Return the lines exactly as they stand, from the first of the material through the line containing "pub const ACCEL_YOUT_H: u8 = 0x3D;".

☆ ☆ ☆

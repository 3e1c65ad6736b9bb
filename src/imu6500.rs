// Copyright (c) 2025 Steven Rosenthal smr@dt3.org
// See LICENSE file in root directory for license terms.

use canonical_error::CanonicalError;
use log::{debug, info, warn};

use crate::imu_trait::{ImuTrait, SensorReading};
use crate::register_bus::{I2cRegisterBus, RegisterBus};

// MPU-6500 / MPU-6050 constants. The two parts share this register map.
pub const MPU6500_ADDR: u16 = 0x68;
const WHO_AM_I_REG: u8 = 0x75;
const PWR_MGMT_1_REG: u8 = 0x6B;
const GYRO_CONFIG: u8 = 0x1B;
const ACCEL_CONFIG: u8 = 0x1C;
const MPU6050_WHO_AM_I: u8 = 0x68;
const MPU6500_WHO_AM_I: u8 = 0x70;

// Data register addresses. Each axis is a high byte followed by a low byte.
pub const ACCEL_XOUT_H: u8 = 0x3B;
pub const ACCEL_YOUT_H: u8 = 0x3D;
pub const ACCEL_ZOUT_H: u8 = 0x3F;
pub const GYRO_XOUT_H: u8 = 0x43;
pub const GYRO_YOUT_H: u8 = 0x45;
pub const GYRO_ZOUT_H: u8 = 0x47;

const GRAVITY_MS2: f64 = 9.80665;  // Standard gravity in m/s².

/// Accelerometer full-scale range, as encoded in ACCEL_CONFIG.
#[derive(Debug, Clone, Copy, PartialEq, Eq)]
pub enum AccelRange {
    G2,
    G4,
    G8,
    G16,
}

impl AccelRange {
    pub fn from_code(code: u8) -> Option<AccelRange> {
        match code {
            0x00 => Some(AccelRange::G2),
            0x08 => Some(AccelRange::G4),
            0x10 => Some(AccelRange::G8),
            0x18 => Some(AccelRange::G16),
            _ => None,
        }
    }

    pub fn code(&self) -> u8 {
        match self {
            AccelRange::G2 => 0x00,
            AccelRange::G4 => 0x08,
            AccelRange::G8 => 0x10,
            AccelRange::G16 => 0x18,
        }
    }

    // LSB per g.
    pub fn scale_factor(&self) -> f64 {
        match self {
            AccelRange::G2 => 16384.0,
            AccelRange::G4 => 8192.0,
            AccelRange::G8 => 4096.0,
            AccelRange::G16 => 2048.0,
        }
    }

    pub fn full_scale_g(&self) -> u32 {
        match self {
            AccelRange::G2 => 2,
            AccelRange::G4 => 4,
            AccelRange::G8 => 8,
            AccelRange::G16 => 16,
        }
    }
}

/// Gyroscope full-scale range, as encoded in GYRO_CONFIG.
#[derive(Debug, Clone, Copy, PartialEq, Eq)]
pub enum GyroRange {
    Deg250,
    Deg500,
    Deg1000,
    Deg2000,
}

impl GyroRange {
    pub fn from_code(code: u8) -> Option<GyroRange> {
        match code {
            0x00 => Some(GyroRange::Deg250),
            0x08 => Some(GyroRange::Deg500),
            0x10 => Some(GyroRange::Deg1000),
            0x18 => Some(GyroRange::Deg2000),
            _ => None,
        }
    }

    pub fn code(&self) -> u8 {
        match self {
            GyroRange::Deg250 => 0x00,
            GyroRange::Deg500 => 0x08,
            GyroRange::Deg1000 => 0x10,
            GyroRange::Deg2000 => 0x18,
        }
    }

    // LSB per degree/second.
    pub fn scale_factor(&self) -> f64 {
        match self {
            GyroRange::Deg250 => 131.0,
            GyroRange::Deg500 => 65.5,
            GyroRange::Deg1000 => 32.8,
            GyroRange::Deg2000 => 16.4,
        }
    }

    pub fn full_scale_dps(&self) -> u32 {
        match self {
            GyroRange::Deg250 => 250,
            GyroRange::Deg500 => 500,
            GyroRange::Deg1000 => 1000,
            GyroRange::Deg2000 => 2000,
        }
    }
}

/// Register-level interface to the IMU. Each read converts raw counts to
/// physical units using whatever range the chip is currently configured for,
/// and returns the result in the reporting frame (see
/// `SensorReading::remapped()`). This layer does not do zero calibration.
pub struct Mpu6500<B: RegisterBus> {
    bus: B,
    // WHO_AM_I value read at construction.
    device_id: u8,
}

impl Mpu6500<I2cRegisterBus> {
    /// Opens the IMU at `device_address` on the given Raspberry Pi I2C bus.
    pub fn open(bus: u8, device_address: u16) -> Result<Self, CanonicalError> {
        let i2c = I2cRegisterBus::new(bus, device_address)?;
        let mpu = Mpu6500::new(i2c)?;
        info!("IMU opened on I2C bus {} at address 0x{:02X}",
              bus, device_address);
        Ok(mpu)
    }
}

impl<B: RegisterBus> Mpu6500<B> {
    /// Wakes the device out of sleep mode. An unexpected WHO_AM_I value is
    /// logged but does not fail construction; clones of these parts often
    /// report other IDs.
    pub fn new(bus: B) -> Result<Self, CanonicalError> {
        let mut mpu = Mpu6500 { bus, device_id: 0 };

        mpu.device_id = mpu.who_am_i()?;
        match model_name(mpu.device_id) {
            Some(model) => info!("Device: {} (WHO_AM_I: 0x{:02X})",
                                 model, mpu.device_id),
            None => warn!("Unrecognized WHO_AM_I: 0x{:02X}", mpu.device_id),
        }

        mpu.bus.write_byte(PWR_MGMT_1_REG, 0x00)?;
        Ok(mpu)
    }

    /// WHO_AM_I value seen when the device was opened.
    pub fn device_id(&self) -> u8 {
        self.device_id
    }

    pub fn who_am_i(&mut self) -> Result<u8, CanonicalError> {
        self.bus.read_byte(WHO_AM_I_REG)
    }

    /// Reads a big-endian two's-complement 16 bit value from `register` and
    /// the register after it.
    fn read_word(&mut self, register: u8) -> Result<i16, CanonicalError> {
        let high = self.bus.read_byte(register)?;
        let low = self.bus.read_byte(register + 1)?;
        Ok(i16::from_be_bytes([high, low]))
    }

    fn read_xyz(&mut self, x_reg: u8, y_reg: u8, z_reg: u8)
                -> Result<(i16, i16, i16), CanonicalError> {
        let x = self.read_word(x_reg)?;
        let y = self.read_word(y_reg)?;
        let z = self.read_word(z_reg)?;
        Ok((x, y, z))
    }

    /// Configured accelerometer range, or None if ACCEL_CONFIG holds a value
    /// that is not one of the range codes.
    pub fn accel_range(&mut self) -> Result<Option<AccelRange>, CanonicalError> {
        Ok(AccelRange::from_code(self.bus.read_byte(ACCEL_CONFIG)?))
    }

    pub fn gyro_range(&mut self) -> Result<Option<GyroRange>, CanonicalError> {
        Ok(GyroRange::from_code(self.bus.read_byte(GYRO_CONFIG)?))
    }

    pub fn set_accel_range(&mut self, range: AccelRange) -> Result<(), CanonicalError> {
        self.bus.write_byte(ACCEL_CONFIG, range.code())
    }

    pub fn set_gyro_range(&mut self, range: GyroRange) -> Result<(), CanonicalError> {
        self.bus.write_byte(GYRO_CONFIG, range.code())
    }

    /// Current acceleration in the reporting frame; g if `in_g`, else m/s².
    /// An unrecognized range code is read as ±2g.
    pub fn get_acceleration(&mut self, in_g: bool)
                            -> Result<SensorReading, CanonicalError> {
        let (x_raw, y_raw, z_raw) =
            self.read_xyz(ACCEL_XOUT_H, ACCEL_YOUT_H, ACCEL_ZOUT_H)?;
        debug!("Raw accel: x={}, y={}, z={}", x_raw, y_raw, z_raw);

        let range = self.accel_range()?.unwrap_or_else(|| {
            debug!("Unknown accel range code, using ±2g scale");
            AccelRange::G2
        });
        let scale = range.scale_factor();
        let unit = if in_g { 1.0 } else { GRAVITY_MS2 };

        Ok(SensorReading::remapped(
            x_raw as f64 / scale * unit,
            y_raw as f64 / scale * unit,
            z_raw as f64 / scale * unit))
    }

    /// Current angular velocity in the reporting frame, degrees/second. An
    /// unrecognized range code is read as ±250°/s.
    pub fn get_angular_velocity(&mut self) -> Result<SensorReading, CanonicalError> {
        let (x_raw, y_raw, z_raw) =
            self.read_xyz(GYRO_XOUT_H, GYRO_YOUT_H, GYRO_ZOUT_H)?;
        debug!("Raw gyro: x={}, y={}, z={}", x_raw, y_raw, z_raw);

        let range = self.gyro_range()?.unwrap_or_else(|| {
            debug!("Unknown gyro range code, using ±250°/s scale");
            GyroRange::Deg250
        });
        let scale = range.scale_factor();

        Ok(SensorReading::remapped(
            x_raw as f64 / scale,
            y_raw as f64 / scale,
            z_raw as f64 / scale))
    }

    #[cfg(test)]
    pub(crate) fn bus_mut(&mut self) -> &mut B {
        &mut self.bus
    }
}

impl<B: RegisterBus> ImuTrait for Mpu6500<B> {
    fn read_accel(&mut self, in_g: bool) -> Result<SensorReading, CanonicalError> {
        self.get_acceleration(in_g)
    }

    fn read_gyro(&mut self) -> Result<SensorReading, CanonicalError> {
        self.get_angular_velocity()
    }

    fn get_model(&self) -> String {
        match model_name(self.device_id) {
            Some(model) => model.to_string(),
            None => format!("MPU-6500 compatible (WHO_AM_I: 0x{:02X})",
                            self.device_id),
        }
    }
}

fn model_name(who_am_i: u8) -> Option<&'static str> {
    match who_am_i {
        MPU6050_WHO_AM_I => Some("MPU-6050"),
        MPU6500_WHO_AM_I => Some("MPU-6500"),
        _ => None,
    }
}
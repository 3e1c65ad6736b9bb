// Copyright (c) 2025 Steven Rosenthal smr@dt3.org
// See LICENSE file in root directory for license terms.

pub mod imu6500;
pub mod imu_trait;
pub mod pwm_sweeper;
pub mod register_bus;
pub mod relative_imu;
pub mod sample_stream;
pub mod sensor_server;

☆ ☆ ☆

▸ Exercise solution:
repository 3e1c65ad6736b9bb
filename src/imu6500.rs
// Copyright (c) 2025 Steven Rosenthal smr@dt3.org
// See LICENSE file in root directory for license terms.

use canonical_error::CanonicalError;
use log::{debug, info, warn};

use crate::imu_trait::{ImuTrait, SensorReading};
use crate::register_bus::{I2cRegisterBus, RegisterBus};

// MPU-6500 / MPU-6050 constants. The two parts share this register map.
pub const MPU6500_ADDR: u16 = 0x68;
const WHO_AM_I_REG: u8 = 0x75;
const PWR_MGMT_1_REG: u8 = 0x6B;
const GYRO_CONFIG: u8 = 0x1B;
const ACCEL_CONFIG: u8 = 0x1C;
const MPU6050_WHO_AM_I: u8 = 0x68;
const MPU6500_WHO_AM_I: u8 = 0x70;

// Data register addresses. Each axis is a high byte followed by a low byte.
pub const ACCEL_XOUT_H: u8 = 0x3B;
pub const ACCEL_YOUT_H: u8 = 0x3D;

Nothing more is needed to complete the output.